//! Fluent construction of [`Cache`] pairs.
//!
//! ```ignore
//! use stowage_backend::Compose;
//!
//! let store = memory.compose(file);
//! ```

use super::Cache;
use crate::Store;

/// Trait for composing stores into a cache hierarchy.
///
/// Automatically implemented for every sized [`Store`]; `self` becomes the
/// cache layer and the argument becomes the backend.
pub trait Compose: Store + Sized {
    /// Compose this store with `backend`, checked when this one misses.
    fn compose<B>(self, backend: B) -> Cache<Self, B>
    where
        B: Store,
    {
        Cache::new(self, backend)
    }
}

// Blanket implementation for all Store types
impl<T: Store> Compose for T {}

- [What to work on]
Retype the material in full, character for character.

- [Your solution]
//! Fluent construction of [`Cache`] pairs.
//!
//! ```ignore
//! use stowage_backend::Compose;
//!
//! let store = memory.compose(file);
//! ```

use super::Cache;
use crate::Store;

/// Trait for composing stores into a cache hierarchy.
///
/// Automatically implemented for every sized [`Store`]; `self` becomes the
/// cache layer and the argument becomes the backend.
pub trait Compose: Store + Sized {
    /// Compose this store with `backend`, checked when this one misses.
    fn compose<B>(self, backend: B) -> Cache<Self, B>
    where
        B: Store,
    {
        Cache::new(self, backend)
    }
}

// Blanket implementation for all Store types
impl<T: Store> Compose for T {}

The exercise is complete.